For death metal, this stuff is pretty proggy and therefore you can expect many rhythms that sure will frustrate those who have an obsessive need for order. These guys know how to turn everyday ideas into stuff that can’t be comprehended by most mere mortals. It’s not as if you get Meshuggah style polyrhythms here, with the drummer seemingly doing his own thing but you do get the whole band fused together at all times. Their ability to memorise their songs is incredible as they are often quite lengthy and super-complex. The listener may come to the conclusion that the band are often over reliant on extreme syncopation and on riffs that are somewhat typical in note choices much of the time, but there are many other times when the musicians are more creative in all areas. Obviously they are highlights and there’s nothing wrong with being made to wait for them, even if they could be better.
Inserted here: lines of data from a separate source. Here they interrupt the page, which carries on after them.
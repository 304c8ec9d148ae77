//! Connection secret in the instance namespace

use std::collections::BTreeMap;

use k8s_openapi::api::core::v1::Secret;
use k8s_openapi::ByteString;
use kube::{Resource, ResourceExt};
use pgaas_common::store::{create_or_update, delete_ignore_missing, ObjectKey};
use pgaas_common::{Error, Result};
use pgaas_pipeline::Context;
use tracing::{debug, info};

use super::credentials::{PASSWORD_KEY, SUPERUSER_PASSWORD_KEY};
use super::{dependent_meta, deployment_namespace, secret_value};
use crate::helm::FULLNAME_OVERRIDE;
use crate::keys::{CREDENTIALS, INSTANCE, STORE};

/// PostgreSQL service port
pub const POSTGRESQL_PORT: u16 = 5432;

/// Superuser password key, present only while superuser access is enabled
pub const SUPERUSER_CONNECTION_KEY: &str = "POSTGRESQL_POSTGRES_PASSWORD";

/// Ensure the connection secret in the instance namespace is current.
///
/// The secret is owned by the instance and garbage collected with it.
pub async fn ensure_connection_secret(ctx: &mut Context) -> Result<()> {
    let store = ctx.get(STORE)?.clone();
    let deployment_ns = deployment_namespace(ctx)?;
    let instance = ctx.get(INSTANCE)?;
    let name = instance.name_any();
    let instance_ns = instance.namespace().ok_or_else(|| {
        Error::internal_with_context("connection-secret", format!("instance {name} has no namespace"))
    })?;
    let owner = instance.controller_owner_ref(&()).ok_or_else(|| {
        Error::internal_with_context("connection-secret", format!("instance {name} has no uid"))
    })?;
    let secret_name = instance.connection_secret_name();
    let superuser = instance.spec.parameters.enable_super_user;

    let credentials = ctx.get(CREDENTIALS)?;
    let missing = |key: &str| {
        Error::not_found(
            format!("key {key} of Secret"),
            format!("{deployment_ns}/{}", credentials.name_any()),
        )
    };
    let password = secret_value(credentials, PASSWORD_KEY)?.ok_or_else(|| missing(PASSWORD_KEY))?;
    let superuser_password = if superuser {
        Some(
            secret_value(credentials, SUPERUSER_PASSWORD_KEY)?
                .ok_or_else(|| missing(SUPERUSER_PASSWORD_KEY))?,
        )
    } else {
        None
    };

    let service = format!("{FULLNAME_OVERRIDE}.{deployment_ns}.svc.cluster.local");
    let entries = BTreeMap::from([
        ("POSTGRESQL_SERVICE_NAME", service.clone()),
        ("POSTGRESQL_PORT", POSTGRESQL_PORT.to_string()),
        ("POSTGRESQL_USER", name.clone()),
        ("POSTGRESQL_DB", name.clone()),
        (
            "POSTGRESQL_URL",
            format!("postgres://{name}:{password}@{service}:{POSTGRESQL_PORT}/{name}"),
        ),
        ("POSTGRESQL_PASSWORD", password),
    ]);

    let secret = Secret {
        metadata: dependent_meta(ctx, Some(&instance_ns), &secret_name)?,
        ..Default::default()
    };
    let (_, result) = create_or_update(&store, secret, move |secret| {
        secret.metadata.owner_references = Some(vec![owner]);
        let data = secret.data.get_or_insert_with(Default::default);
        for (key, value) in entries {
            data.insert(key.to_string(), ByteString(value.into_bytes()));
        }
        match superuser_password {
            Some(pw) => {
                data.insert(SUPERUSER_CONNECTION_KEY.to_string(), ByteString(pw.into_bytes()));
            }
            None => {
                data.remove(SUPERUSER_CONNECTION_KEY);
            }
        }
        Ok(())
    })
    .await?;
    debug!(secret = %secret_name, result = %result, "connection secret converged");
    Ok(())
}

/// Delete the connection secret
pub async fn delete_connection_secret(ctx: &mut Context) -> Result<()> {
    let store = ctx.get(STORE)?.clone();
    let instance = ctx.get(INSTANCE)?;
    let Some(namespace) = instance.namespace() else {
        return Ok(());
    };
    let key = ObjectKey::namespaced(namespace, instance.connection_secret_name());
    if delete_ignore_missing::<Secret>(&store, &key).await? {
        info!(secret = %key, "deleted connection secret");
    }
    Ok(())
}
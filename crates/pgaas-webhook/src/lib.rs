//! Admission webhook for PostgresqlStandalone
//!
//! - `POST /mutate` fills defaults through a JSON patch
//! - `POST /validate` rejects major-version changes and storage shrinkage
//! - `GET /healthz` reports liveness

#![deny(missing_docs)]

pub mod admission;
pub mod rules;

use std::net::SocketAddr;
use std::path::PathBuf;

use axum::routing::{get, post};
use axum::Router;
use axum_server::tls_rustls::RustlsConfig;
use tracing::info;

/// Error type for webhook server operations
#[derive(Debug, thiserror::Error)]
pub enum WebhookError {
    /// Certificate or key could not be loaded
    #[error("TLS config error: {0}")]
    Tls(#[source] std::io::Error),

    /// The server stopped with an error
    #[error("webhook server error: {0}")]
    Serve(#[source] std::io::Error),
}

/// Where and how the webhook listens
#[derive(Clone, Debug)]
pub struct WebhookConfig {
    /// Address to bind
    pub addr: SocketAddr,
    /// PEM certificate chain
    pub cert_path: PathBuf,
    /// PEM private key
    pub key_path: PathBuf,
}

/// Router with the admission and health endpoints
pub fn webhook_router() -> Router {
    Router::new()
        .route("/mutate", post(admission::mutate_handler))
        .route("/validate", post(admission::validate_handler))
        .route("/healthz", get(|| async { "ok" }))
}

/// Serve the webhook over TLS until the server fails
pub async fn serve(config: WebhookConfig) -> Result<(), WebhookError> {
    let tls_config = RustlsConfig::from_pem_file(&config.cert_path, &config.key_path)
        .await
        .map_err(WebhookError::Tls)?;

    info!(addr = %config.addr, "starting admission webhook");
    axum_server::bind_rustls(config.addr, tls_config)
        .serve(webhook_router().into_make_service())
        .await
        .map_err(WebhookError::Serve)
}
As this is death metal, expect plenty of shouty vocals. There are clean vocals too, but the melodies the singer sings are a little uninventive and forgettable. They’re not bad, but compared to the shouty-melodic ideas of Slipknot, (e.g. ‘Wait and Bleed’) they’re far from anything special. They do add to the eerie atmosphere, but that’s pretty much it. Like the riffs, sometime more daring note choices are to be desired. Whilst the production isn’t super perfected on computer, it is still powerful and the bass drums pound relentlessly. Even better and unlike lesser bands, they don’t blitz from the album’s start to its finish. The relative moderation is certainly appreciated.
In conclusion, whilst the amount of twists the poor riffs go through is extensive, the riffs themselves are mostly standard. Expect tons and tons of dissonance, detuned chromatic wigouts and furious chordal stabs, rather than demonstrations of advanced harmonic and melodic theory. Sure, death metal isn’t supposed to impress the likes of Mozart or Bach, but it would be nice if the riffs matched the intelligence of the rhythm section. Just because something is complicated, it doesn’t mean it can’t be heavy (think darker Dream Theater). The thought that Sea Sleeper are proggy in some ways and not in others may seem strange, but to be fair they don’t sound weird at all. This is recommended but there are flaws.